Personalmente, prefiero en ROMA los episodios que se desarrollan “en presente”, que aquellos que describen anécdotas y situaciones del pasado –ejemplificadas en torno a la personificación de la figura del joven realizador (Peter Gonzales)-. Es más, todo el fragmento que se desarrolla en una calle romana incluso no me interesa en exceso –por más que constituya un referente para el ya señalado éxito popular posterior de AMARCORD-. Sin embargo, en la lógica interna de la aparente anarquía de la película se establece un sentido de la progresión admirable, una combinación extraordinaria de fragmentos, como si fueran spots de diferente duración, dominados por la capacidad creativa de su artífice. Y poco a poco, siempre en línea ascendente, la película logra ir elevando su casi hipnótica capacidad de fascinación.

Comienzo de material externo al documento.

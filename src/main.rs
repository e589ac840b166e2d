use clap::{Parser, Subcommand};
use log::info;
use pnad_previdencia::{chart, output, synthetic, ContributionAnalysis};
use polars::prelude::*;
use std::error::Error;
use std::path::PathBuf;

#[derive(Parser, Debug)]
#[command(author, version, about, long_about = None)]
struct Cli {
    #[command(subcommand)]
    command: Option<Commands>,

    #[command(flatten)]
    run_args: RunArgs,
}

#[derive(Subcommand, Debug)]
enum Commands {
    /// Run the analysis on a survey extract and write the result tables and chart
    Run(RunArgs),
    /// Generate a synthetic example extract for pipeline testing
    Generate(GenerateArgs),
}

#[derive(Parser, Debug)]
struct RunArgs {
    /// Path to the input CSV extract
    #[arg(long, default_value = "data_processed/pnad_trabalho_2019_2022.csv")]
    data: PathBuf,

    /// Directory the result tables and the chart are written to
    #[arg(long, default_value = "outputs")]
    output_dir: PathBuf,
}

#[derive(Parser, Debug)]
struct GenerateArgs {
    /// Where to write the synthetic extract
    #[arg(long, default_value = "data_processed/pnad_trabalho_2019_2022.csv")]
    output: PathBuf,

    /// Number of rows to generate
    #[arg(long, default_value_t = 1000)]
    rows: usize,

    /// RNG seed; fixed by default so repeated runs produce the same file
    #[arg(long, default_value_t = 42)]
    seed: u64,
}

fn run_analysis(args: RunArgs) -> Result<(), Box<dyn Error>> {
    let df = LazyCsvReader::new(&args.data)
        .with_has_header(true)
        .finish()?
        .collect()?;
    info!("loaded {} rows from {}", df.height(), args.data.display());

    let results = ContributionAnalysis::new(df).run()?;
    results.summary();

    output::write_group_rates(
        &args.output_dir.join("tabela_prop_contribuicao.csv"),
        results.group_rates(),
    )?;
    chart::render_group_chart(
        &args.output_dir.join("grafico_contribuicao_sexo_cor.png"),
        results.group_rates(),
    )?;
    output::write_lpm_results(
        &args.output_dir.join("resultados_lpm_previdencia.csv"),
        results.regression(),
    )?;
    Ok(())
}

fn run_generate(args: GenerateArgs) -> Result<(), Box<dyn Error>> {
    synthetic::write_example_csv(&args.output, args.rows, args.seed)?;
    println!("Example extract written to {}", args.output.display());
    Ok(())
}

fn main() {
    env_logger::init();
    let cli = Cli::parse();
    let result = match cli.command {
        Some(Commands::Run(args)) => run_analysis(args),
        Some(Commands::Generate(args)) => run_generate(args),
        None => run_analysis(cli.run_args),
    };
    if let Err(e) = result {
        eprintln!("Error: {}", e);
        std::process::exit(1);
    }
}
#![forbid(unsafe_code)]

pub mod model;
pub mod route;
pub mod time;

pub use model::{
    Chapter, ChapterId, ChapterSnapshot, Course, CourseDraftError, CourseId, CourseStatus,
    CourseSummary, CourseUpdate, Difficulty, DocumentId, ImageId, NewCourse, StatusParseError,
};
pub use route::{ChapterTab, CourseRoute, RouteError};
pub use time::Clock;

Se trata de una sensación que propician episodios tan aterradores en su propia cotidianeidad, como el que se desarrollará con el ya mencionado equipo de filmación, comprobando en carne propia el caos que puede registrar la autopista de entrada a la capital italiana. O lo hará el que supone el fragmento más recordado de la película; el desfile de última moda eclesiástica, quizá más evocado por el alcance de su dirección artística que por la delicadeza que muestra esa auténtica sinfonía de la decadencia –los sollozos y comentarios de la vieja noble anfitriona, constatando la imposibilidad de retener un pasado para ella glorioso-, o la musicalidad de su puesta en escena, finalmente coronada por la aparición –entre grotesca y realmente impactante-, de una vieja y apergaminada personalidad eclesial.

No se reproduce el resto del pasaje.